Click on the top ofzhisheng” to follow, star or pin to grow together

Flink goes from beginner to proficient Series of articles

Today’s recommendation system has higher and higher requirements for real-time, and the

process of real-time recommendation can be roughly summarized as follows: The recommendation system makes recommendations for the user’s request, and the user gives feedback on the recommendation results (purchase/click/leave, etc.), and the recommendation system makes new recommendations based on user feedback. There are two interesting points in this process:

  • which can be regarded as a process of continuous interaction and interaction between recommender systems and users.

  • Recommender systems need to respond quickly and promptly to user feedback.

These two points are achieved through reinforcement learning and Flink, respectively, and before that, we will understand some background concepts.

Reinforcement Learning: An Introduction begins:


we think about the nature of learning, the first thing that comes to mind may be learning through constant interaction with the environment. When a baby is playing, waving his arms, or looking around, no teacher teaches him, but it does perceive changes in its surroundings directly.

The main process of reinforcement learning is to build an agent that continuously learns in the process of interacting with the environment in order to obtain the maximum expected reward. It is a very versatile learning paradigm that can be used to model a wide variety of problems, such as games, robotics, autonomous driving, human-computer interaction, recommendations, health care, and more.
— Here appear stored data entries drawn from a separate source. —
//! Actor records: creatures, their attacks, spells, and special abilities.
//!
//! These are the structured records the engine consumes; parsing free-form
//! stat blocks into them is an ingestion concern handled elsewhere. Records
//! that differ in resolution policy carry a sum-typed effect so the resolver
//! can dispatch without inspecting strings.

use std::collections::BTreeMap;

use serde::{Deserialize, Serialize};
use strum::{Display, EnumCount, EnumIter};

use super::Position;

/// The six ability scores every actor carries.
#[derive(Clone, Copy, Debug, PartialEq, Eq, Serialize, Deserialize, Display, EnumIter)]
#[strum(serialize_all = "UPPERCASE")]
#[serde(rename_all = "UPPERCASE")]
pub enum Ability {
    Str,
    Dex,
    Con,
    Int,
    Wis,
    Cha,
}

/// Fixed ability-score map.
#[derive(Clone, Copy, Debug, PartialEq, Eq, Serialize, Deserialize)]
pub struct AbilityScores {
    #[serde(rename = "STR")]
    pub str: i32,
    #[serde(rename = "DEX")]
    pub dex: i32,
    #[serde(rename = "CON")]
    pub con: i32,
    #[serde(rename = "INT")]
    pub int: i32,
    #[serde(rename = "WIS")]
    pub wis: i32,
    #[serde(rename = "CHA")]
    pub cha: i32,
}

impl AbilityScores {
    pub fn score(&self, ability: Ability) -> i32 {
        match ability {
            Ability::Str => self.str,
            Ability::Dex => self.dex,
            Ability::Con => self.con,
            Ability::Int => self.int,
            Ability::Wis => self.wis,
            Ability::Cha => self.cha,
        }
    }

    /// `floor((score - 10) / 2)`, exact for scores below 10.
    pub fn modifier(&self, ability: Ability) -> i32 {
        (self.score(ability) - 10).div_euclid(2)
    }
}

impl Default for AbilityScores {
    /// All 10: an average creature.
    fn default() -> Self {
        Self { str: 10, dex: 10, con: 10, int: 10, wis: 10, cha: 10 }
    }
}

/// The closed vocabulary of condition tags tracked per actor.
///
/// The featurizer exposes exactly these ten as flags, in declaration order;
/// extending the vocabulary changes `N_OBS` and requires a schema bump.
#[derive(Clone, Copy, Debug, PartialEq, Eq, Serialize, Deserialize, Display, EnumCount, EnumIter)]
#[strum(serialize_all = "snake_case")]
#[serde(rename_all = "snake_case")]
pub enum Condition {
    Prone,
    Stunned,
    Poisoned,
    Frightened,
    Restrained,
    Grappled,
    Blinded,
    Paralyzed,
    Charmed,
    Deafened,
}

/// Delivery classification for weapon attacks.
#[derive(Clone, Copy, Debug, Default, PartialEq, Eq, Serialize, Deserialize)]
#[serde(rename_all = "snake_case")]
pub enum AttackKind {
    #[default]
    Melee,
    Ranged,
    Both,
}

impl AttackKind {
    pub fn is_melee(self) -> bool {
        matches!(self, AttackKind::Melee | AttackKind::Both)
    }

    pub fn is_ranged(self) -> bool {
        matches!(self, AttackKind::Ranged | AttackKind::Both)
    }
}

/// A weapon or natural attack.
#[derive(Clone, Debug, PartialEq, Eq, Serialize, Deserialize)]
pub struct AttackRecord {
    pub name: String,
    pub to_hit: i32,
    pub damage: String,
    pub range_ft: i32,
    #[serde(default)]
    pub attack_type: AttackKind,
}

/// How a spell resolves against its target.
#[derive(Clone, Copy, Debug, PartialEq, Eq, Serialize, Deserialize)]
#[serde(tag = "type", rename_all = "snake_case")]
pub enum SpellEffect {
    /// Spell attack roll against AC.
    Attack { to_hit: i32 },
    /// Saving throw against the caster's DC; half damage on success.
    Save { dc: i32, save: Ability },
}

/// A damaging spell known by an actor.
#[derive(Clone, Debug, PartialEq, Eq, Serialize, Deserialize)]
pub struct SpellRecord {
    pub name: String,
    pub range_ft: i32,
    pub damage: String,
    #[serde(flatten)]
    pub effect: SpellEffect,
}

impl SpellRecord {
    pub fn is_attack(&self) -> bool {
        matches!(self.effect, SpellEffect::Attack { .. })
    }

    pub fn is_save(&self) -> bool {
        matches!(self.effect, SpellEffect::Save { .. })
    }
}

/// How a special ability resolves.
#[derive(Clone, Copy, Debug, PartialEq, Eq, Serialize, Deserialize)]
#[serde(tag = "type", rename_all = "snake_case")]
pub enum AbilityEffect {
    Attack {
        to_hit: i32,
    },
    Save {
        dc: i32,
        save: Ability,
        /// Condition appended to the target's list on a failed save.
        #[serde(default, skip_serializing_if = "Option::is_none")]
        condition: Option<Condition>,
    },
    /// No attack or save; consumes the standard action.
    Utility,
}

/// A special ability (breath weapon, howl, burrow, ...).
#[derive(Clone, Debug, PartialEq, Eq, Serialize, Deserialize)]
pub struct SpecialAbility {
    pub name: String,
    pub range_ft: i32,
    #[serde(default)]
    pub damage: String,
    #[serde(flatten)]
    pub effect: AbilityEffect,
    /// Recharge abilities go unavailable after use and are restored by a
    /// start-of-turn d6 roll of 5+.
    #[serde(default)]
    pub recharge: bool,
    /// Limited-use abilities; `None` means unlimited.
    #[serde(default, skip_serializing_if = "Option::is_none")]
    pub uses: Option<u32>,
}

/// A combatant on either roster.
#[derive(Clone, Debug, PartialEq, Eq, Serialize, Deserialize)]
pub struct Actor {
    pub name: String,
    pub hp: i32,
    pub max_hp: i32,
    pub ac: i32,
    pub speed_ft: i32,
    pub pos: Position,
    #[serde(default)]
    pub abilities: AbilityScores,
    #[serde(default)]
    pub attacks: Vec<AttackRecord>,
    #[serde(default)]
    pub spells: Vec<SpellRecord>,
    #[serde(default)]
    pub special_abilities: Vec<SpecialAbility>,
    #[serde(default)]
    pub conditions: Vec<Condition>,
    /// Free-form trait text, interrogated by substring against the fixed
    /// trait vocabulary.
    #[serde(default)]
    pub traits: String,
    /// Recharge availability by ability name. Absent means available.
    #[serde(default)]
    pub ability_recharge: BTreeMap<String, bool>,
    /// Remaining uses by ability name. Absent means the record's full count.
    #[serde(default)]
    pub ability_uses: BTreeMap<String, u32>,
    #[serde(default)]
    pub dodging: bool,
    #[serde(default)]
    pub dashing: bool,
    #[serde(default)]
    pub disengaging: bool,
}

impl Actor {
    /// Minimal constructor; callers fill in attacks and the rest.
    pub fn new(name: impl Into<String>, hp: i32, ac: i32, speed_ft: i32, pos: Position) -> Self {
        Self {
            name: name.into(),
            hp,
            max_hp: hp,
            ac,
            speed_ft,
            pos,
            abilities: AbilityScores::default(),
            attacks: Vec::new(),
            spells: Vec::new(),
            special_abilities: Vec::new(),
            conditions: Vec::new(),
            traits: String::new(),
            ability_recharge: BTreeMap::new(),
            ability_uses: BTreeMap::new(),
            dodging: false,
            dashing: false,
            disengaging: false,
        }
    }

    pub fn is_alive(&self) -> bool {
        self.hp > 0
    }

    /// Appends a condition tag, idempotently.
    pub fn add_condition(&mut self, condition: Condition) -> bool {
        if self.conditions.contains(&condition) {
            return false;
        }
        self.conditions.push(condition);
        true
    }

    pub fn has_condition(&self, condition: Condition) -> bool {
        self.conditions.contains(&condition)
    }

    /// Whether a special ability can be used right now: recharge flag up and
    /// uses remaining.
    pub fn ability_available(&self, ability: &SpecialAbility) -> bool {
        if ability.recharge && !self.ability_recharge.get(&ability.name).copied().unwrap_or(true) {
            return false;
        }
        if let Some(total) = ability.uses {
            let remaining = self.ability_uses.get(&ability.name).copied().unwrap_or(total);
            if remaining == 0 {
                return false;
            }
        }
        true
    }

    /// Marks a recharge ability spent.
    pub fn expend_recharge(&mut self, name: &str) {
        self.ability_recharge.insert(name.to_string(), false);
    }

    /// Decrements a limited-use counter, flooring at zero.
    pub fn expend_use(&mut self, name: &str, total: u32) {
        let remaining = self.ability_uses.get(name).copied().unwrap_or(total);
        self.ability_uses.insert(name.to_string(), remaining.saturating_sub(1));
    }

    /// Clears the per-turn stance flags at the start of this actor's turn.
    pub fn clear_stances(&mut self) {
        self.dodging = false;
        self.dashing = false;
        self.disengaging = false;
    }
}
//! Baseline enemy policies.
//!
//! Policies are stateless with respect to the episode: they see the current
//! state, the acting enemy, and the environment's dice stream, and return an
//! action index. Anything they return is safe — the environment treats
//! indices that fail validation as penalized no-ops.

mod heuristic;
mod random;

pub use heuristic::HeuristicPolicy;
pub use random::RandomPolicy;

use skirmish_engine::action::END_TURN_INDEX;
use skirmish_engine::{Dice, GameState};

/// An enemy decision function over the public environment contract.
pub trait EnemyPolicy: Send + Sync {
    /// Picks an action index for the acting enemy.
    fn select(&self, state: &GameState, enemy_idx: usize, dice: &mut Dice) -> usize;
}

/// Plays a whole turn with a policy by repeated application, returning the
/// action indices taken. Useful for driving the engine stateless, without an
/// environment.
pub fn play_out_turn(
    policy: &dyn EnemyPolicy,
    state: &GameState,
    enemy_idx: usize,
    dice: &mut Dice,
    max_actions: usize,
) -> Vec<usize> {
    let mut current = state.clone();
    let mut taken = Vec::new();

    for _ in 0..max_actions {
        let action = policy.select(&current, enemy_idx, dice);
        taken.push(action);
        if action == END_TURN_INDEX {
            break;
        }
        let (next, _, done, _) = skirmish_engine::apply_action(&current, enemy_idx, action, dice);
        current = next;
        if done || current.action_economy.exhausted() {
            break;
        }
    }
    taken
}

#[cfg(test)]
mod tests {
    use super::*;
    use crate::scenario::{ScenarioBuilder, SimpleScenario};

    #[test]
    fn a_played_out_turn_is_bounded_and_nonempty() {
        let mut dice = Dice::new(5);
        let state = SimpleScenario::default().build(&mut dice).unwrap();
        let policy = HeuristicPolicy::default();

        let actions = play_out_turn(&policy, &state, 0, &mut dice, 10);
        assert!(!actions.is_empty());
        assert!(actions.len() <= 10);
        assert!(actions.iter().all(|&a| a < skirmish_engine::N_ACT));
    }
}
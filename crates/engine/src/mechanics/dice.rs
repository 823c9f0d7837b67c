//! Seeded dice roller and the `NdM(±K)` expression grammar.
//!
//! Every stochastic call in the engine draws from one [`Dice`] instance, so
//! a fixed seed replays an episode byte-for-byte. There is no global RNG.

use std::sync::LazyLock;

use rand::Rng;
use rand::SeedableRng;
use rand_chacha::ChaCha8Rng;
use regex::Regex;
use serde::{Deserialize, Serialize};

static DICE_RE: LazyLock<Regex> =
    LazyLock::new(|| Regex::new(r"^(\d+)d(\d+)(?:([+-])(\d+))?").expect("dice grammar"));

/// A parsed dice expression: `count` dice of `sides` sides plus a flat
/// modifier. Plain integers parse as a zero-dice expression.
#[derive(Clone, Copy, Debug, PartialEq, Eq, Serialize, Deserialize)]
pub struct DiceExpr {
    pub count: u32,
    pub sides: u32,
    pub modifier: i32,
}

impl DiceExpr {
    /// Parses `NdM`, `NdM+K`, `NdM-K`, or a bare integer. Whitespace is
    /// ignored. Returns `None` for anything else.
    pub fn parse(text: &str) -> Option<Self> {
        let compact: String = text.chars().filter(|c| !c.is_whitespace()).collect();
        if let Some(caps) = DICE_RE.captures(&compact) {
            let count = caps[1].parse().ok()?;
            let sides = caps[2].parse().ok()?;
            let mut modifier: i32 = match caps.get(4) {
                Some(m) => m.as_str().parse().ok()?,
                None => 0,
            };
            if caps.get(3).map(|s| s.as_str()) == Some("-") {
                modifier = -modifier;
            }
            return Some(Self { count, sides, modifier });
        }
        compact
            .parse::<i32>()
            .ok()
            .map(|flat| Self { count: 0, sides: 0, modifier: flat })
    }

    /// Statistical mean: `N * (M + 1) / 2 + K`.
    pub fn average(&self) -> f32 {
        self.count as f32 * (self.sides as f32 + 1.0) / 2.0 + self.modifier as f32
    }
}

/// Average damage of an expression, with the conventional 3.5 (one d6)
/// stand-in for unparseable text and 0 for empty strings.
pub fn average_damage(text: &str) -> f32 {
    if text.trim().is_empty() {
        return 0.0;
    }
    DiceExpr::parse(text).map_or(3.5, |expr| expr.average())
}

/// Seeded dice roller threaded through every resolution call.
#[derive(Clone, Debug)]
pub struct Dice {
    rng: ChaCha8Rng,
}

impl Dice {
    pub fn new(seed: u64) -> Self {
        Self { rng: ChaCha8Rng::seed_from_u64(seed) }
    }

    /// Sum of `count` rolls of a `sides`-sided die, each in `[1, sides]`.
    pub fn roll(&mut self, count: u32, sides: u32) -> i32 {
        if sides == 0 {
            return 0;
        }
        (0..count).map(|_| self.rng.random_range(1..=sides as i32)).sum()
    }

    pub fn d20(&mut self) -> i32 {
        self.roll(1, 20)
    }

    pub fn d6(&mut self) -> i32 {
        self.roll(1, 6)
    }

    /// Uniform draw in `[0, len)`, for choosing among enumerated options.
    pub fn index(&mut self, len: usize) -> usize {
        debug_assert!(len > 0);
        self.rng.random_range(0..len)
    }

    /// Parses and rolls a damage expression. A crit doubles the dice count,
    /// never the modifier. Unparseable text warns and falls back to `1d6`.
    /// The result never goes below zero.
    pub fn damage(&mut self, text: &str, crit: bool) -> i32 {
        if text.trim().is_empty() {
            return 0;
        }
        let Some(expr) = DiceExpr::parse(text) else {
            tracing::warn!(dice = text, "unparseable damage expression, rolling 1d6");
            return self.roll(1, 6);
        };
        let count = if crit { expr.count * 2 } else { expr.count };
        (self.roll(count, expr.sides) + expr.modifier).max(0)
    }
}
The main difference from supervised learning is that reinforcement learning learns through trial-and-error based on delayed feedback, while supervised learning is learning with clear feedback at each step.

The following diagram reflects the process by which a recommender agent interacts with the environment. Here, the user is regarded as the environment, and the user’s behavior data is input into the agent as a state, and the agent makes corresponding actions accordingly, that is, recommends the corresponding items to the user, and the user’s response to this recommendation such as click/no-click, purchase/non-purchase, etc. can be regarded as a new round of rewards. It can be seen from here that recommendation can be considered a dynamic sequence decision-making process, the recommended items have an impact on the user, and the user’s feedback in turn affects the decision-making of the recommendation system itself, and this process will continue to form a sequence.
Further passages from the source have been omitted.